═════ Given entries

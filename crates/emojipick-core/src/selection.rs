//! Dispatching user interactions to the host's callbacks.

use std::fmt;

use crate::event::{Interaction, SelectionEvent};

type SelectedCallback = Box<dyn FnMut(&SelectionEvent)>;
type PressOutsideCallback = Box<dyn FnMut()>;

/// Turns interactions into synchronous host notifications.
///
/// Each call notifies exactly once; nothing is queued, batched, or
/// debounced. Whether the clear button is visible is a rendering concern,
/// so [`SelectionController::clear`] always works.
pub struct SelectionController {
    on_emoji_selected: SelectedCallback,
    on_press_outside: Option<PressOutsideCallback>,
}

impl SelectionController {
    /// Creates a controller reporting selections to `on_emoji_selected`.
    pub fn new(on_emoji_selected: impl FnMut(&SelectionEvent) + 'static) -> Self {
        Self {
            on_emoji_selected: Box::new(on_emoji_selected),
            on_press_outside: None,
        }
    }

    /// Registers the outside-tap callback.
    pub fn with_press_outside(self, on_press_outside: impl FnMut() + 'static) -> Self {
        Self {
            on_press_outside: Some(Box::new(on_press_outside)),
            ..self
        }
    }

    pub fn select_character(&mut self, character: &str) {
        tracing::debug!(character, "emoji selected");
        (self.on_emoji_selected)(&SelectionEvent::Character(character.to_string()));
    }

    pub fn clear(&mut self) {
        tracing::debug!("selection cleared");
        (self.on_emoji_selected)(&SelectionEvent::Cleared);
    }

    /// Reports an outside tap. Never emits a [`SelectionEvent`].
    pub fn press_outside(&mut self) {
        tracing::debug!("pressed outside picker");
        if let Some(callback) = self.on_press_outside.as_mut() {
            callback();
        }
    }

    pub fn dispatch(&mut self, interaction: Interaction) {
        match interaction {
            Interaction::SelectCharacter(c) => self.select_character(&c),
            Interaction::Clear => self.clear(),
            Interaction::PressOutside => self.press_outside(),
        }
    }
}

impl fmt::Debug for SelectionController {
    fn fmt(&self, f: &mut fmt::Formatter<'_>) -> fmt::Result {
        f.debug_struct("SelectionController")
            .field("has_press_outside", &self.on_press_outside.is_some())
            .finish_non_exhaustive()
    }
}

#[cfg(test)]
mod tests {
    use super::*;
    use std::cell::{Cell, RefCell};
    use std::rc::Rc;

    fn recording() -> (SelectionController, Rc<RefCell<Vec<SelectionEvent>>>) {
        let events = Rc::new(RefCell::new(Vec::new()));
        let sink = Rc::clone(&events);
        let controller = SelectionController::new(move |e| sink.borrow_mut().push(e.clone()));
        (controller, events)
    }

    #[test]
    fn select_emits_one_character_event() {
        let (mut controller, events) = recording();
        controller.select_character("\u{1F600}");
        assert_eq!(
            *events.borrow(),
            vec![SelectionEvent::Character("\u{1F600}".to_string())]
        );
    }

    #[test]
    fn each_clear_emits_exactly_one_event() {
        let (mut controller, events) = recording();
        controller.clear();
        controller.clear();
        assert_eq!(
            *events.borrow(),
            vec![SelectionEvent::Cleared, SelectionEvent::Cleared]
        );
    }

    #[test]
    fn repeated_selections_are_not_coalesced() {
        let (mut controller, events) = recording();
        for _ in 0..3 {
            controller.select_character("\u{2764}\u{FE0F}");
        }
        assert_eq!(events.borrow().len(), 3);
    }

    #[test]
    fn press_outside_does_not_emit_selection() {
        let (controller, events) = recording();
        let outside = Rc::new(Cell::new(0));
        let counter = Rc::clone(&outside);
        let mut controller = controller.with_press_outside(move || counter.set(counter.get() + 1));

        controller.press_outside();

        assert_eq!(outside.get(), 1);
        assert!(events.borrow().is_empty());
    }

    #[test]
    fn press_outside_without_callback_is_noop() {
        let (mut controller, events) = recording();
        controller.press_outside();
        assert!(events.borrow().is_empty());
    }

    #[test]
    fn dispatch_routes_interactions() {
        let (controller, events) = recording();
        let outside = Rc::new(Cell::new(false));
        let flag = Rc::clone(&outside);
        let mut controller = controller.with_press_outside(move || flag.set(true));

        controller.dispatch(Interaction::SelectCharacter("\u{1F436}".to_string()));
        controller.dispatch(Interaction::PressOutside);
        controller.dispatch(Interaction::Clear);

        assert_eq!(
            *events.borrow(),
            vec![
                SelectionEvent::Character("\u{1F436}".to_string()),
                SelectionEvent::Cleared,
            ]
        );
        assert!(outside.get());
    }

    #[test]
    fn debug_does_not_require_callback_debug() {
        let (controller, _) = recording();
        assert!(format!("{controller:?}").contains("SelectionController"));
    }
}
//! The fixed set of browsable emoji categories.

use std::fmt;

/// One of the eight categories the picker lets users browse.
///
/// Variant order is display order. The corpus also has a `"Flags"`
/// category (and `"Component"` for modifiers); those are not
/// variants, so records carrying them are never surfaced.
#[derive(Debug, Clone, Copy, PartialEq, Eq, Hash, PartialOrd, Ord)]
pub enum Category {
    SmileysEmotion,
    PeopleBody,
    AnimalsNature,
    FoodDrink,
    Activities,
    TravelPlaces,
    Objects,
    Symbols,
}

impl Category {
    /// Number of browsable categories.
    pub const COUNT: usize = 8;

    /// Every browsable category in display order.
    pub const ALL: [Category; Self::COUNT] = [
        Self::SmileysEmotion,
        Self::PeopleBody,
        Self::AnimalsNature,
        Self::FoodDrink,
        Self::Activities,
        Self::TravelPlaces,
        Self::Objects,
        Self::Symbols,
    ];

    /// The corpus key for this category, also its default display label.
    pub fn key(self) -> &'static str {
        match self {
            Self::SmileysEmotion => "Smileys & Emotion",
            Self::PeopleBody => "People & Body",
            Self::AnimalsNature => "Animals & Nature",
            Self::FoodDrink => "Food & Drink",
            Self::Activities => "Activities",
            Self::TravelPlaces => "Travel & Places",
            Self::Objects => "Objects",
            Self::Symbols => "Symbols",
        }
    }

    /// Position in [`Category::ALL`].
    pub fn index(self) -> usize {
        self as usize
    }

    /// Looks up the category for a corpus key. `None` for anything not browsable.
    pub fn from_key(key: &str) -> Option<Self> {
        Self::ALL.into_iter().find(|c| c.key() == key)
    }
}

impl fmt::Display for Category {
    fn fmt(&self, f: &mut fmt::Formatter<'_>) -> fmt::Result {
        f.write_str(self.key())
    }
}
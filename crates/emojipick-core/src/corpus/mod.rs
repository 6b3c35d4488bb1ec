//! Raw emoji metadata corpus.
//!
//! The corpus uses the emoji-datasource JSON schema: an array of objects,
//! one per emoji, of which only a handful of fields matter here
//! ([`record::EmojiRecord`]). [`decode`] turns a record's `unified`
//! codepoint string into the printable character.

pub mod decode;
pub mod record;

use std::path::Path;

pub use decode::{decode_codepoints, encode_codepoints};
pub use record::EmojiRecord;

use crate::error::{PickerError, PickerResult};

/// Parses a full corpus from a JSON array string.
///
/// Record order is preserved; it is the tie-breaker when records share a
/// `sort_order`.
///
/// # Errors
///
/// [`PickerError::CorpusParse`] if the JSON is malformed or a record is
/// missing a required field.
pub fn parse_corpus(json: &str) -> PickerResult<Vec<EmojiRecord>> {
    let records: Vec<EmojiRecord> =
        serde_json::from_str(json).map_err(|e| PickerError::CorpusParse(e.to_string()))?;
    tracing::debug!(records = records.len(), "parsed emoji corpus");
    Ok(records)
}

/// Reads and parses a corpus JSON file.
///
/// # Errors
///
/// - [`PickerError::NotFound`] if the file does not exist.
/// - [`PickerError::PermissionDenied`] if the file is not readable.
/// - [`PickerError::CorpusParse`] if the JSON is malformed.
pub fn load_corpus(path: &Path) -> PickerResult<Vec<EmojiRecord>> {
    let content = std::fs::read_to_string(path).map_err(|e| PickerError::from_io(path, e))?;
    parse_corpus(&content)
}
//! Viewport sizing for a materialized category.

/// Spacing around each emoji and around the category body.
pub const PADDING: u32 = 5;

/// Display bounds for one category.
///
/// Characters flow down a column and wrap into the next one, so `rows`
/// caps the viewport height while `columns` grows with the group. This
/// only affects what is visible at once; every character stays reachable
/// by scrolling.
#[derive(Debug, Clone, Copy, PartialEq, Eq)]
pub struct CategoryLayout {
    rows: u32,
    item_extent: u64,
    max_height: u64,
    columns: usize,
}

impl CategoryLayout {
    /// Computes the layout for `len` characters of `emoji_size`, `rows` high.
    ///
    /// `rows` must be non-zero; [`crate::PickerConfig::validate`] enforces it.
    pub fn new(len: usize, emoji_size: u32, rows: u32) -> Self {
        let padding = u64::from(PADDING);
        let item_extent = u64::from(emoji_size) + padding * 2;
        let rows_per_column = rows.max(1) as usize;
        Self {
            rows,
            item_extent,
            max_height: item_extent
                .saturating_mul(u64::from(rows))
                .saturating_add(padding),
            columns: len.div_ceil(rows_per_column),
        }
    }

    pub fn rows(&self) -> u32 {
        self.rows
    }

    /// Height and width of one emoji cell, padding included.
    pub fn item_extent(&self) -> u64 {
        self.item_extent
    }

    /// Maximum height of the category body.
    pub fn max_height(&self) -> u64 {
        self.max_height
    }

    /// Number of columns needed to lay out every character.
    pub fn columns(&self) -> usize {
        self.columns
    }

    /// Width of the category body without horizontal margin.
    pub fn content_width(&self) -> u64 {
        u64::try_from(self.columns)
            .unwrap_or(u64::MAX)
            .saturating_mul(self.item_extent)
    }

    /// Zero-based `(column, row)` of the character at `index`.
    pub fn cell(&self, index: usize) -> (usize, usize) {
        let rows = self.rows.max(1) as usize;
        (index / rows, index % rows)
    }
}
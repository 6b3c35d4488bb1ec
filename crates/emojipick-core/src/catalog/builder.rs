//! Catalog construction: ordering, grouping, and decoding filtered records.

use std::collections::BTreeMap;

use crate::catalog::category::Category;
use crate::catalog::filter::{filter_records, Blocklist};
use crate::corpus::{decode_codepoints, EmojiRecord};
use crate::error::PickerResult;
use crate::platform::PlatformContext;

/// Printable emoji grouped by corpus category, built once and read-only after.
///
/// Every group is ordered by ascending `sort_order`, ties kept in corpus
/// order. Groups whose key is not a browsable [`Category`] are retained
/// but only reachable through [`Catalog::raw_group`].
#[derive(Debug, Clone, Default, PartialEq, Eq)]
pub struct Catalog {
    groups: BTreeMap<String, Vec<String>>,
}

impl Catalog {
    /// Filters `corpus` for `platform` and `blocklist`, then builds the catalog.
    ///
    /// # Errors
    ///
    /// [`crate::PickerError::CorpusIntegrity`] if a surviving record has a
    /// malformed codepoint.
    pub fn initialize(
        corpus: &[EmojiRecord],
        platform: &PlatformContext,
        blocklist: &Blocklist,
    ) -> PickerResult<Self> {
        let filtered = filter_records(corpus, platform, blocklist);
        build_catalog(&filtered)
    }

    /// The ordered characters of a browsable category.
    ///
    /// Empty when no record of that category survived filtering.
    pub fn emojis(&self, category: Category) -> &[String] {
        self.raw_group(category.key()).unwrap_or(&[])
    }

    /// The group stored under a raw corpus key, browsable or not.
    pub fn raw_group(&self, key: &str) -> Option<&[String]> {
        self.groups.get(key).map(Vec::as_slice)
    }

    /// Keys retained in the catalog that no [`Category`] exposes.
    pub fn hidden_keys(&self) -> impl Iterator<Item = &str> {
        self.groups
            .keys()
            .map(String::as_str)
            .filter(|key| Category::from_key(key).is_none())
    }

    /// Total characters across the browsable categories.
    pub fn browsable_len(&self) -> usize {
        Category::ALL.iter().map(|c| self.emojis(*c).len()).sum()
    }
}

/// Builds a [`Catalog`] from records that already passed filtering.
///
/// Sorting is stable, so records sharing a `sort_order` keep the order
/// they have in `records`.
///
/// # Errors
///
/// [`crate::PickerError::CorpusIntegrity`] on the first undecodable record;
/// no partial catalog is returned.
pub fn build_catalog(records: &[EmojiRecord]) -> PickerResult<Catalog> {
    let mut sorted: Vec<&EmojiRecord> = records.iter().collect();
    sorted.sort_by_key(|r| r.sort_order());

    let mut groups: BTreeMap<String, Vec<String>> = BTreeMap::new();
    for record in sorted {
        let character = decode_codepoints(record.short_name(), record.unified())?;
        groups
            .entry(record.category().to_string())
            .or_default()
            .push(character);
    }

    let catalog = Catalog { groups };

    for key in catalog.hidden_keys() {
        tracing::debug!(category = key, "retaining non-browsable category");
    }
    for category in Category::ALL {
        tracing::debug!(
            category = category.key(),
            emojis = catalog.emojis(category).len(),
            "built catalog category"
        );
    }

    Ok(catalog)
}
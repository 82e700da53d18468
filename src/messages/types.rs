use serde::{Deserialize, Serialize};
use std::fmt;
use std::str::FromStr;

/// A message in a conversation.
#[derive(Debug, Clone, PartialEq, Eq, Hash, Serialize, Deserialize)]
pub struct Message {
    /// The role of the message sender
    pub role: MessageRole,
    /// The content of the message
    pub content: String,
}

impl Message {
    /// Creates a new message with the given role.
    #[must_use]
    pub fn new(role: MessageRole, content: impl Into<String>) -> Self {
        Self {
            role,
            content: content.into(),
        }
    }

    /// Creates a new system message.
    #[must_use]
    pub fn system(content: impl Into<String>) -> Self {
        Self::new(MessageRole::System, content)
    }

    /// Creates a new user message.
    #[must_use]
    pub fn user(content: impl Into<String>) -> Self {
        Self::new(MessageRole::User, content)
    }

    /// Creates a new assistant message.
    #[must_use]
    pub fn assistant(content: impl Into<String>) -> Self {
        Self::new(MessageRole::Assistant, content)
    }

    /// Returns true if this message carries system instructions.
    #[must_use]
    pub fn is_system(&self) -> bool {
        self.role == MessageRole::System
    }
}

/// The role of a message sender.
#[derive(Debug, Clone, Copy, PartialEq, Eq, Hash, Serialize, Deserialize)]
#[serde(rename_all = "lowercase")]
pub enum MessageRole {
    /// System instructions
    System,
    /// User input
    User,
    /// Assistant response
    Assistant,
}

impl MessageRole {
    /// Returns the wire name shared by both vendor families.
    #[must_use]
    pub fn as_str(self) -> &'static str {
        match self {
            Self::System => "system",
            Self::User => "user",
            Self::Assistant => "assistant",
        }
    }
}

impl fmt::Display for MessageRole {
    fn fmt(&self, f: &mut fmt::Formatter<'_>) -> fmt::Result {
        f.write_str(self.as_str())
    }
}

/// Error returned when parsing an unknown role name.
#[derive(Debug, Clone, PartialEq, Eq)]
pub struct UnknownRole(pub String);

impl fmt::Display for UnknownRole {
    fn fmt(&self, f: &mut fmt::Formatter<'_>) -> fmt::Result {
        write!(
            f,
            "unknown message role '{}'; expected one of: system, user, assistant",
            self.0
        )
    }
}

impl std::error::Error for UnknownRole {}

impl FromStr for MessageRole {
    type Err = UnknownRole;

    fn from_str(s: &str) -> Result<Self, Self::Err> {
        match s.trim().to_lowercase().as_str() {
            "system" => Ok(Self::System),
            "user" => Ok(Self::User),
            "assistant" => Ok(Self::Assistant),
            _ => Err(UnknownRole(s.to_string())),
        }
    }
}

#[cfg(test)]
mod tests {
    use super::*;

    #[test]
    fn constructors_set_role() {
        assert_eq!(Message::system("s").role, MessageRole::System);
        assert_eq!(Message::user("u").role, MessageRole::User);
        assert_eq!(Message::assistant("a").role, MessageRole::Assistant);
    }

    #[test]
    fn is_system_only_for_system_role() {
        assert!(Message::system("Be terse.").is_system());
        assert!(!Message::user("Hi").is_system());
    }

    #[test]
    fn role_serializes_lowercase() {
        let json = serde_json::to_string(&Message::user("Hi")).unwrap();
        assert_eq!(json, r#"{"role":"user","content":"Hi"}"#);
    }

    #[test]
    fn message_deserializes_from_wire_shape() {
        let msg: Message =
            serde_json::from_str(r#"{"role":"system","content":"Only this."}"#).unwrap();
        assert_eq!(msg, Message::system("Only this."));
    }

    #[test]
    fn role_from_str_is_case_insensitive() {
        assert_eq!("User".parse::<MessageRole>().unwrap(), MessageRole::User);
        assert_eq!(
            " ASSISTANT ".parse::<MessageRole>().unwrap(),
            MessageRole::Assistant
        );
    }

    #[test]
    fn role_from_str_rejects_tool() {
        let err = "tool".parse::<MessageRole>().unwrap_err();
        assert!(err.to_string().contains("tool"));
    }

    #[test]
    fn role_display_matches_wire_name() {
        assert_eq!(MessageRole::System.to_string(), "system");
    }
}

══════════

- [Try it] Output only the lines from the top of the entries through the one holding "impl fmt::Debug for", copied exactly.

- [The completed task]
filename crates/emojipick-core/src/selection.rs
//! Dispatching user interactions to the host's callbacks.

use std::fmt;

use crate::event::{Interaction, SelectionEvent};

type SelectedCallback = Box<dyn FnMut(&SelectionEvent)>;
type PressOutsideCallback = Box<dyn FnMut()>;

/// Turns interactions into synchronous host notifications.
///
/// Each call notifies exactly once; nothing is queued, batched, or
/// debounced. Whether the clear button is visible is a rendering concern,
/// so [`SelectionController::clear`] always works.
pub struct SelectionController {
    on_emoji_selected: SelectedCallback,
    on_press_outside: Option<PressOutsideCallback>,
}

impl SelectionController {
    /// Creates a controller reporting selections to `on_emoji_selected`.
    pub fn new(on_emoji_selected: impl FnMut(&SelectionEvent) + 'static) -> Self {
        Self {
            on_emoji_selected: Box::new(on_emoji_selected),
            on_press_outside: None,
        }
    }

    /// Registers the outside-tap callback.
    pub fn with_press_outside(self, on_press_outside: impl FnMut() + 'static) -> Self {
        Self {
            on_press_outside: Some(Box::new(on_press_outside)),
            ..self
        }
    }

    pub fn select_character(&mut self, character: &str) {
        tracing::debug!(character, "emoji selected");
        (self.on_emoji_selected)(&SelectionEvent::Character(character.to_string()));
    }

    pub fn clear(&mut self) {
        tracing::debug!("selection cleared");
        (self.on_emoji_selected)(&SelectionEvent::Cleared);
    }

    /// Reports an outside tap. Never emits a [`SelectionEvent`].
    pub fn press_outside(&mut self) {
        tracing::debug!("pressed outside picker");
        if let Some(callback) = self.on_press_outside.as_mut() {
            callback();
        }
    }

    pub fn dispatch(&mut self, interaction: Interaction) {
        match interaction {
            Interaction::SelectCharacter(c) => self.select_character(&c),
            Interaction::Clear => self.clear(),
            Interaction::PressOutside => self.press_outside(),
        }
    }
}

impl fmt::Debug for SelectionController {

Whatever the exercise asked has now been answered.